The number of brown spots is linked to DCL level: eleven brown bast spots were seen for trees with high DCL, 1 spot with medium DCL, 2 with low DCL. To study more accurately the links between clone, DCL and BB classes, multiple correspondence analysis (MCA) was performed (Figure 4). On axis F1 (35% of total variance), occurrence of BB spots appears associated with both high DCL and clone PB 260. On the opposite side, absence of BB is associated with low and medium DCL as well as other clones. On axis F2 (20% of total variance), low DCL is associated with clones IRR 118 and RRIC 100, which are opposed to clone BPM 24 and medium DCL.

Figure 4

Multiple Correspondence Analysis (MCA) based the qualitative data of Supplementary Data 5.

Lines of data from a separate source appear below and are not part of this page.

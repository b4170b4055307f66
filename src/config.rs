use crate::chain::RpcSettings;
use serde::Deserialize;
use serde_json::Value;
use std::collections::BTreeMap;
use std::env;
use std::path::{Path, PathBuf};
use std::time::Duration;

#[derive(Debug)]
pub enum ConfigError {
    InvalidValue(String),
}

impl std::fmt::Display for ConfigError {
    fn fmt(&self, f: &mut std::fmt::Formatter<'_>) -> std::fmt::Result {
        match self {
            ConfigError::InvalidValue(msg) => write!(f, "Invalid configuration value: {}", msg),
        }
    }
}

impl std::error::Error for ConfigError {}

/// One entry of the `CONTRACTS_CONFIG` file
#[derive(Debug, Clone, Deserialize)]
#[serde(rename_all = "camelCase")]
pub struct ContractConfig {
    pub chain_id: u64,
    pub address: String,
    #[serde(default)]
    pub name: Option<String>,
    #[serde(default, rename = "type")]
    pub contract_type: Option<String>,
    pub abi: Value,
}

/// Runtime configuration loaded from environment variables
#[derive(Debug, Clone)]
pub struct AnalyticsConfig {
    pub db_path: PathBuf,
    pub enable_durable_store: bool,
    /// chain id -> JSON-RPC endpoint
    pub rpc_urls: BTreeMap<u64, String>,
    pub contracts_config: Option<PathBuf>,
    pub poll_interval_ms: u64,
    pub max_block_range: u64,
    pub rpc_timeout_secs: u64,
    pub channel_buffer: usize,
    pub max_in_flight_handlers: usize,
    pub snapshot_interval_ms: u64,
    pub session_idle_timeout_secs: u64,
    pub recent_events_limit: u32,
    pub enable_dashboard_ui: bool,
}

impl Default for AnalyticsConfig {
    fn default() -> Self {
        Self {
            db_path: PathBuf::from("data/chainscope.db"),
            enable_durable_store: true,
            rpc_urls: BTreeMap::new(),
            contracts_config: None,
            poll_interval_ms: 4000,
            max_block_range: 500,
            rpc_timeout_secs: 10,
            channel_buffer: 1000,
            max_in_flight_handlers: 64,
            snapshot_interval_ms: 300_000,
            session_idle_timeout_secs: 1800,
            recent_events_limit: 20,
            enable_dashboard_ui: false,
        }
    }
}

fn parse_or<T: std::str::FromStr>(raw: Option<String>, default: T) -> T {
    raw.and_then(|s| s.trim().parse().ok()).unwrap_or(default)
}

fn parse_flag(raw: Option<String>, default: bool) -> bool {
    raw.and_then(|s| s.trim().to_lowercase().parse().ok())
        .unwrap_or(default)
}

/// Parse `"1=https://a,137=https://b"` into chain id -> url
pub fn parse_rpc_urls(raw: &str) -> Result<BTreeMap<u64, String>, ConfigError> {
    let mut urls = BTreeMap::new();
    for entry in raw.split(',').map(str::trim).filter(|e| !e.is_empty()) {
        let (chain, url) = entry.split_once('=').ok_or_else(|| {
            ConfigError::InvalidValue(format!(
                "CHAIN_RPC_URLS entry '{}' is not chainId=url",
                entry
            ))
        })?;
        let chain_id = chain.trim().parse::<u64>().map_err(|_| {
            ConfigError::InvalidValue(format!(
                "CHAIN_RPC_URLS chain id '{}' is not a number",
                chain.trim()
            ))
        })?;
        let url = url.trim();
        if !url.starts_with("http://") && !url.starts_with("https://") {
            return Err(ConfigError::InvalidValue(format!(
                "CHAIN_RPC_URLS url for chain {} must start with http:// or https://",
                chain_id
            )));
        }
        urls.insert(chain_id, url.to_string());
    }
    Ok(urls)
}

/// Read the JSON array of contracts to listen to
pub fn load_contracts(path: impl AsRef<Path>) -> Result<Vec<ContractConfig>, ConfigError> {
    let path = path.as_ref();
    let raw = std::fs::read_to_string(path).map_err(|e| {
        ConfigError::InvalidValue(format!("cannot read contracts file {}: {}", path.display(), e))
    })?;
    serde_json::from_str(&raw).map_err(|e| {
        ConfigError::InvalidValue(format!("contracts file {} is malformed: {}", path.display(), e))
    })
}

impl AnalyticsConfig {
    pub fn from_env() -> Result<Self, ConfigError> {
        Self::from_lookup(|key| env::var(key).ok())
    }

    /// Build from an arbitrary variable source
    pub fn from_lookup<F>(lookup: F) -> Result<Self, ConfigError>
    where
        F: Fn(&str) -> Option<String>,
    {
        let defaults = Self::default();

        let rpc_urls = match lookup("CHAIN_RPC_URLS") {
            Some(raw) => parse_rpc_urls(&raw)?,
            None => BTreeMap::new(),
        };

        Ok(Self {
            db_path: lookup("ANALYTICS_DB_PATH")
                .map(PathBuf::from)
                .unwrap_or(defaults.db_path),
            enable_durable_store: parse_flag(
                lookup("ENABLE_DURABLE_STORE"),
                defaults.enable_durable_store,
            ),
            rpc_urls,
            contracts_config: lookup("CONTRACTS_CONFIG")
                .filter(|s| !s.trim().is_empty())
                .map(PathBuf::from),
            poll_interval_ms: parse_or(lookup("CHAIN_POLL_INTERVAL_MS"), defaults.poll_interval_ms),
            max_block_range: parse_or(lookup("CHAIN_MAX_BLOCK_RANGE"), defaults.max_block_range),
            rpc_timeout_secs: parse_or(lookup("RPC_TIMEOUT_SECS"), defaults.rpc_timeout_secs),
            channel_buffer: parse_or(lookup("LISTENER_CHANNEL_BUFFER"), defaults.channel_buffer),
            max_in_flight_handlers: parse_or(
                lookup("LISTENER_MAX_IN_FLIGHT"),
                defaults.max_in_flight_handlers,
            ),
            snapshot_interval_ms: parse_or(
                lookup("SNAPSHOT_INTERVAL_MS"),
                defaults.snapshot_interval_ms,
            ),
            session_idle_timeout_secs: parse_or(
                lookup("SESSION_IDLE_TIMEOUT_SECS"),
                defaults.session_idle_timeout_secs,
            ),
            recent_events_limit: parse_or(
                lookup("DASHBOARD_RECENT_EVENTS"),
                defaults.recent_events_limit,
            ),
            enable_dashboard_ui: parse_flag(
                lookup("ENABLE_DASHBOARD_UI"),
                defaults.enable_dashboard_ui,
            ),
        })
    }

    pub fn rpc_settings(&self) -> RpcSettings {
        RpcSettings {
            poll_interval: Duration::from_millis(self.poll_interval_ms),
            max_block_range: self.max_block_range,
            channel_buffer: self.channel_buffer,
            request_timeout: Duration::from_secs(self.rpc_timeout_secs),
        }
    }

    pub fn session_idle_timeout(&self) -> chrono::Duration {
        chrono::Duration::seconds(self.session_idle_timeout_secs.min(u32::MAX as u64) as i64)
    }

    /// Configured contracts; empty when `CONTRACTS_CONFIG` is unset
    pub fn load_contracts(&self) -> Result<Vec<ContractConfig>, ConfigError> {
        match &self.contracts_config {
            Some(path) => load_contracts(path),
            None => Ok(Vec::new()),
        }
    }
}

Latex yield and LD were monthly monitored for 15 trees per clone of the PT2 trial during the 2-year period (Figure 5). Clone PB 260 had the highest level of DCL (55%) compared to other clones which range from 5 to 17%. By contrast, clone PB 260 had the lowest content in sucrose (2.6 mM). Clone IRR 118 had both the highest Pi (23.8 mM) and sucrose (7.4 mM) contents compared to other clones. No significant difference between clones (P > 0.05) was observed for yield, TSC and RSH. A PCA was performed in order to visualize the association between these variables (Figure 6). TSC data were discarded from the PCA analysis because of the large number of missing data, especially in 2017. PCA exhibits two independent components with eigen values higher than one (1.78 and 1.57, respectively). The first component expresses the positive correlation between Pi and RSH (coordinates 0.77 and 0.89 respectively). On the 2nd component, sucrose (0.86) is negatively correlated to DCL (−0.81). The linear regression of the mean values of monthly sucrose data on DCL is significant with a high correlation between these variables (R = 0.81) (Figure 7). The regression of Pi on RSH is not significant.

Figure 5

Mean and standard error for yield, dry cut length (DCL), total solid content (TSC), sucrose, inorganic phosphorus (Pi), and reduced thiols (RSH). Means of 15 trees for each of the 24 months were used for the calculation of the means combining measurements of all dates for each clone. ANOVA was performed with the Tukey test (95%). The variability of DCL and sucrose being unequal across the range of values, heteroscedasticity option was selected with method HC1.

Figure 6

Principal Component Analysis (PCA) of mean and residues data for yield, dry cut length (DCL), sucrose, inorganic phosphorus (Pi), and reduced thiols (RSH).

Figure 7

Linear regression of dry cut length (DCL) by sucrose content for the mean value for clones.

Discussion

Tapping Panel Dryness is a physiological syndrome affecting latex production. Both preventing TPD in plantations and breeding for TPD-tolerant clones are still challenging, especially in a context of climate change. In this study, the dynamic analysis of TPD reveals new insights on the establishment of TPD, the relation between latex metabolism and the tolerance of clones to TPD as well as the ability to perform an early assessment of clones for TPD susceptibility.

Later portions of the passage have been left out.